Required work: Please give again, exactly, every line of the material from the one containing "let first: Value" to the end, including both of those lines.

====================

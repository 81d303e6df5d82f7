//! The SQL credential and audit store behind the full pipeline

#[cfg(all(test, feature = "sqlite"))]
mod tests {
    use crate::common::{PASSWORD, TestDatabase, refresh_request, test_config, token_request};
    use actix_web::http::StatusCode;
    use actix_web::{test, web};
    use authgate::auth::password::hash_password;
    use authgate::core::models::NewUser;
    use authgate::storage::{CredentialStore, MemoryStore, StorageLayer, bootstrap};
    use authgate::{AppState, HttpServer};
    use serde_json::Value;
    use std::sync::Arc;

    async fn setup() -> (TestDatabase, web::Data<AppState>) {
        let database = TestDatabase::new().await;
        let db = database.db_arc();

        bootstrap::seed_default_roles(db.as_ref()).await.unwrap();
        db.create_user(NewUser::new(
            "alice",
            "alice@example.com",
            hash_password(PASSWORD).unwrap(),
        ))
        .await
        .unwrap();
        db.assign_role("alice", "Viewer").await.unwrap();

        let storage = StorageLayer {
            credentials: db.clone(),
            counters: Arc::new(MemoryStore::new()),
            audit: db,
        };
        let state = AppState::new(test_config(), storage).unwrap();
        (database, web::Data::new(state))
    }

    #[actix_web::test]
    async fn test_login_and_rotation_against_database() {
        let (database, state) = setup().await;
        let app = test::init_service(HttpServer::create_app(state)).await;

        let res = test::call_service(&app, token_request("alice", PASSWORD).to_request()).await;
        assert_eq!(res.status(), StatusCode::OK);
        let first: Value = test::read_body_json(res).await;
        let first_refresh = first["refresh_token"].as_str().unwrap().to_string();

        let res = test::call_service(&app, refresh_request(&first_refresh).to_request()).await;
        assert_eq!(res.status(), StatusCode::OK);

        let res = test::call_service(&app, refresh_request(&first_refresh).to_request()).await;
        assert_eq!(res.status(), StatusCode::UNAUTHORIZED);

        let stored = database
            .db()
            .find_user_by_username("alice")
            .await
            .unwrap()
            .unwrap();
        assert!(stored.last_login_at.is_some());
        assert_ne!(stored.refresh_token.as_deref(), Some(first_refresh.as_str()));

        assert_eq!(database.db().auth_log_count().await.unwrap(), 3);
        // The POSTs are audited by method
        assert_eq!(database.db().request_log_count().await.unwrap(), 3);
    }

    #[actix_web::test]
    async fn test_failed_login_is_audited_in_database() {
        let (database, state) = setup().await;
        let app = test::init_service(HttpServer::create_app(state)).await;

        let res = test::call_service(&app, token_request("alice", "nope").to_request()).await;
        assert_eq!(res.status(), StatusCode::UNAUTHORIZED);

        assert_eq!(database.db().auth_log_count().await.unwrap(), 1);
    }
}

====================

Result:
        let first: Value = test::read_body_json(res).await;
        let first_refresh = first["refresh_token"].as_str().unwrap().to_string();

        let res = test::call_service(&app, refresh_request(&first_refresh).to_request()).await;
        assert_eq!(res.status(), StatusCode::OK);

        let res = test::call_service(&app, refresh_request(&first_refresh).to_request()).await;
        assert_eq!(res.status(), StatusCode::UNAUTHORIZED);

        let stored = database
            .db()
            .find_user_by_username("alice")
            .await
            .unwrap()
            .unwrap();
        assert!(stored.last_login_at.is_some());
        assert_ne!(stored.refresh_token.as_deref(), Some(first_refresh.as_str()));

        assert_eq!(database.db().auth_log_count().await.unwrap(), 3);
        // The POSTs are audited by method
        assert_eq!(database.db().request_log_count().await.unwrap(), 3);
    }

    #[actix_web::test]
    async fn test_failed_login_is_audited_in_database() {
        let (database, state) = setup().await;
        let app = test::init_service(HttpServer::create_app(state)).await;

        let res = test::call_service(&app, token_request("alice", "nope").to_request()).await;
        assert_eq!(res.status(), StatusCode::UNAUTHORIZED);

        assert_eq!(database.db().auth_log_count().await.unwrap(), 1);
    }
}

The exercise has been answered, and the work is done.